Moim zdaniem happy end był bo przecież Jane została pisarką a wszyscy mówili że jej się nie uda a co do hostorii z Lafroyem to tak naprawde jeden z mniej znaczących romansów w jej życiu przeczytajcie biografię myślę że scenażystą ta historia poprostu podpasowała i rozwinęli ja do swoich porrzeb ale w biografi to nie wielka wzmianka...........

kamarza

Akurat co do znaczenia tego romansu dla Jane nie ma zbyt wiele wiadomości (rodzina w znacznej części zniszczyła jej korespondencje).
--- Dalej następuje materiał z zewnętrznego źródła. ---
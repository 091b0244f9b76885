//! Seat inventory generation.
//!
//! The inventory for a showtime is a pure function of the layout, the price
//! table, the showtime id and the seed: the pre-sold share is picked with a
//! SHA-256 digest per seat instead of a random draw, so regenerating a
//! showtime always yields the same map.

use sha2::{Digest, Sha256};
use std::collections::HashSet;

use crate::config::{split_list, SeatMapConfig};
use crate::models::{SeatId, ShowtimeId, Tier, TierPriceTable};

#[derive(Debug, Clone, PartialEq, thiserror::Error)]
pub enum LayoutError {
    #[error("layout has no rows")]
    NoRows,
    #[error("row label '{0}' must be uppercase letters")]
    InvalidRowLabel(String),
    #[error("row {0} appears twice")]
    DuplicateRow(String),
    #[error("invalid row range '{0}'")]
    InvalidRange(String),
    #[error("invalid aisle position '{0}'")]
    InvalidAisle(String),
    #[error("pre-booked ratio {0} is outside 0..=1")]
    InvalidRatio(f64),
}

/// Contiguous block of rows sharing a tier (inclusive, by position).
#[derive(Debug, Clone, PartialEq, Eq)]
pub struct TierRange {
    pub tier: Tier,
    pub first: usize,
    pub last: usize,
}

#[derive(Debug, Clone, PartialEq, Eq)]
pub struct RowLayout {
    rows: Vec<String>,
    seats_per_row: u32,
    aisles: HashSet<u32>,
    tiers: Vec<TierRange>,
}

impl RowLayout {
    pub fn new(rows: Vec<String>, seats_per_row: u32, aisles: HashSet<u32>) -> Result<Self, LayoutError> {
        if rows.is_empty() {
            return Err(LayoutError::NoRows);
        }
        let mut seen = HashSet::new();
        for row in &rows {
            if row.is_empty() || !row.chars().all(|c| c.is_ascii_uppercase()) {
                return Err(LayoutError::InvalidRowLabel(row.clone()));
            }
            if !seen.insert(row.as_str()) {
                return Err(LayoutError::DuplicateRow(row.clone()));
            }
        }
        Ok(Self { rows, seats_per_row, aisles, tiers: Vec::new() })
    }

    /// Assigns `tier` to the rows between `first` and `last` (labels, inclusive).
    pub fn with_tier(mut self, tier: Tier, first: &str, last: &str) -> Result<Self, LayoutError> {
        let range = format!("{first}-{last}");
        let first = self.position(first).ok_or_else(|| LayoutError::InvalidRange(range.clone()))?;
        let last = self.position(last).ok_or_else(|| LayoutError::InvalidRange(range.clone()))?;
        if first > last {
            return Err(LayoutError::InvalidRange(range));
        }
        self.tiers.push(TierRange { tier, first, last });
        Ok(self)
    }

    pub fn from_config(config: &SeatMapConfig) -> Result<Self, LayoutError> {
        let aisles = split_list(&config.aisles)
            .into_iter()
            .map(|a| a.parse::<u32>().map_err(|_| LayoutError::InvalidAisle(a.clone())))
            .collect::<Result<HashSet<_>, _>>()?;

        let mut layout = RowLayout::new(split_list(&config.rows), config.seats_per_row, aisles)?;
        for (tier, raw) in [(Tier::Premium, &config.premium_rows), (Tier::Vip, &config.vip_rows)] {
            let raw = raw.trim();
            if raw.is_empty() {
                continue;
            }
            let (first, last) = raw.split_once('-').unwrap_or((raw, raw));
            layout = layout.with_tier(tier, first.trim(), last.trim())?;
        }
        Ok(layout)
    }

    fn position(&self, label: &str) -> Option<usize> {
        self.rows.iter().position(|r| r == label)
    }

    /// Later ranges win when they overlap.
    pub fn tier_of(&self, row_index: usize) -> Tier {
        self.tiers
            .iter()
            .rev()
            .find(|r| (r.first..=r.last).contains(&row_index))
            .map(|r| r.tier)
            .unwrap_or(Tier::Regular)
    }

    pub fn rows(&self) -> &[String] {
        &self.rows
    }
}

/// One seat as produced by the generator, before any session touches it.
#[derive(Debug, Clone, PartialEq, Eq)]
pub struct GeneratedSeat {
    pub id: SeatId,
    pub tier: Tier,
    pub price: u64,
    pub prebooked: bool,
}

#[derive(Debug, Clone)]
pub struct SeatMapGenerator {
    layout: RowLayout,
    prices: TierPriceTable,
    seed: u64,
    prebooked_ratio: f64,
}

impl SeatMapGenerator {
    pub fn new(layout: RowLayout, prices: TierPriceTable, seed: u64, prebooked_ratio: f64) -> Result<Self, LayoutError> {
        if !(0.0..=1.0).contains(&prebooked_ratio) {
            return Err(LayoutError::InvalidRatio(prebooked_ratio));
        }
        Ok(Self { layout, prices, seed, prebooked_ratio })
    }

    pub fn prices(&self) -> &TierPriceTable {
        &self.prices
    }

    /// Seats in row order, then by number. Aisle positions produce no seat.
    pub fn generate(&self, showtime: &ShowtimeId) -> Vec<GeneratedSeat> {
        let mut seats = Vec::new();
        for (index, row) in self.layout.rows.iter().enumerate() {
            let tier = self.layout.tier_of(index);
            let price = self.prices.price(tier);
            for number in 1..=self.layout.seats_per_row {
                if self.layout.aisles.contains(&number) {
                    continue;
                }
                let id = SeatId::new(row.clone(), number);
                let prebooked = self.is_prebooked(showtime, &id);
                seats.push(GeneratedSeat { id, tier, price, prebooked });
            }
        }
        seats
    }

    fn is_prebooked(&self, showtime: &ShowtimeId, seat: &SeatId) -> bool {
        if self.prebooked_ratio <= 0.0 {
            return false;
        }
        if self.prebooked_ratio >= 1.0 {
            return true;
        }
        let mut hasher = Sha256::new();
        hasher.update(showtime.as_str().as_bytes());
        hasher.update(self.seed.to_be_bytes());
        hasher.update(seat.to_string().as_bytes());
        let digest = hasher.finalize();

        let mut head = [0u8; 8];
        head.copy_from_slice(&digest[..8]);
        let roll = u64::from_be_bytes(head) as f64 / u64::MAX as f64;
        roll < self.prebooked_ratio
    }
}

#[cfg(test)]
mod tests {
    use super::*;

    fn layout() -> RowLayout {
        let rows = ["A", "B", "C", "D"].iter().map(|r| r.to_string()).collect();
        RowLayout::new(rows, 10, HashSet::from([5]))
            .unwrap()
            .with_tier(Tier::Premium, "C", "C")
            .unwrap()
            .with_tier(Tier::Vip, "D", "D")
            .unwrap()
    }

    fn generator(ratio: f64) -> SeatMapGenerator {
        SeatMapGenerator::new(layout(), TierPriceTable::default(), 7, ratio).unwrap()
    }

    #[test]
    fn aisles_are_skipped_not_blocked() {
        let seats = generator(0.0).generate(&ShowtimeId::new("s1"));
        assert_eq!(seats.len(), 4 * 9);
        assert!(seats.iter().all(|s| s.id.number() != 5));
        assert!(seats.iter().all(|s| !s.prebooked));
    }

    #[test]
    fn tiers_follow_row_ranges() {
        let seats = generator(0.0).generate(&ShowtimeId::new("s1"));
        let tier = |id: &str| seats.iter().find(|s| s.id.to_string() == id).unwrap().tier;
        assert_eq!(tier("A1"), Tier::Regular);
        assert_eq!(tier("B10"), Tier::Regular);
        assert_eq!(tier("C3"), Tier::Premium);
        assert_eq!(tier("D4"), Tier::Vip);
        let c3 = seats.iter().find(|s| s.id.to_string() == "C3").unwrap();
        assert_eq!(c3.price, 250);
    }

    #[test]
    fn generation_is_deterministic_per_showtime() {
        let gen = generator(0.5);
        let first = gen.generate(&ShowtimeId::new("s1"));
        let second = gen.generate(&ShowtimeId::new("s1"));
        assert_eq!(first, second);
        assert!(first.iter().any(|s| s.prebooked));
        assert!(first.iter().any(|s| !s.prebooked));
    }

    #[test]
    fn different_showtimes_get_different_sold_seats() {
        let gen = generator(0.5);
        let a: Vec<bool> = gen.generate(&ShowtimeId::new("s1")).iter().map(|s| s.prebooked).collect();
        let b: Vec<bool> = gen.generate(&ShowtimeId::new("s2")).iter().map(|s| s.prebooked).collect();
        assert_ne!(a, b);
    }

    #[test]
    fn full_ratio_books_everything() {
        let seats = generator(1.0).generate(&ShowtimeId::new("s1"));
        assert!(seats.iter().all(|s| s.prebooked));
    }

    #[test]
    fn bad_layouts_are_rejected() {
        assert_eq!(RowLayout::new(vec![], 10, HashSet::new()), Err(LayoutError::NoRows));
        let dup = RowLayout::new(vec!["A".into(), "A".into()], 10, HashSet::new());
        assert_eq!(dup, Err(LayoutError::DuplicateRow("A".into())));
        let range = layout().with_tier(Tier::Vip, "D", "A");
        assert!(matches!(range, Err(LayoutError::InvalidRange(_))));
        assert!(SeatMapGenerator::new(layout(), TierPriceTable::default(), 1, 1.5).is_err());
    }

    #[test]
    fn row_labels_must_be_uppercase_letters() {
        for label in ["a", "A1", "", "B-"] {
            let result = RowLayout::new(vec!["A".into(), label.into()], 10, HashSet::new());
            assert_eq!(result, Err(LayoutError::InvalidRowLabel(label.into())));
        }
        assert!(RowLayout::new(vec!["AA".into(), "AB".into()], 10, HashSet::new()).is_ok());
    }

    #[test]
    fn invalid_ratio_is_reported() {
        let err = SeatMapGenerator::new(layout(), TierPriceTable::default(), 1, -0.5).unwrap_err();
        assert_eq!(err, LayoutError::InvalidRatio(-0.5));
    }
}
A zakończenie... gdy oglądałam film po raz pierwszy nie znając tego wątku z życia pisarki rzeczywiście poczułam pewien niedosyt, będąc przekonaną, że wszystko skończy się szczęśliwie. Właśnie dlatego obejrzałam film po raz drugi, już po dokładnej analizie biografii i muszę powiedzieć, że zakończenie jej naprawdę dobre, patrząc na zaistniałe okoliczności. W końcu nie można było zmienić jej życia na potrzeby filmu. Zaciekawiło mnie bardzo imię córki Toma. Po małych poszukiwaniach dowiedziałam się, że choć twórcy wymyślili to, jego córka na prawdę miała na imię Jane. Niestety patrząc obiektywnie imię to najprawdopodobniej otrzymała po teściowej Toma. Ale zawsze pozostaje nasza wyobraźnia... :)

ocenił(a) film na 9
Dzastina

Ja idąc do kina wiedziałam, ze film nie skonczy sie happy endem. Co prawda jest to troche smutne, gdyz, owe filmy zazwyczaj koncza sie szczesciem zakochanych, jednak jak powiszechnie wiadomo, i jak stwierdziliscie juz wczesniej, biografii nie da się zmienic. Analizując jednak koniec mozna stwierdzic ze film, skonczył sie pomyslnie... Rozstali się bez zalu, prawda jest, ze gdyby zostali razem , i zyli by w biedzie, kto wie czy ich milosc by przetrwała. Tak jak powiedziała matka Jane: miłość jest mile widziana, pieniądze niezbędne...

Aczkolwiek jakiś tam nidosyt pozostaje!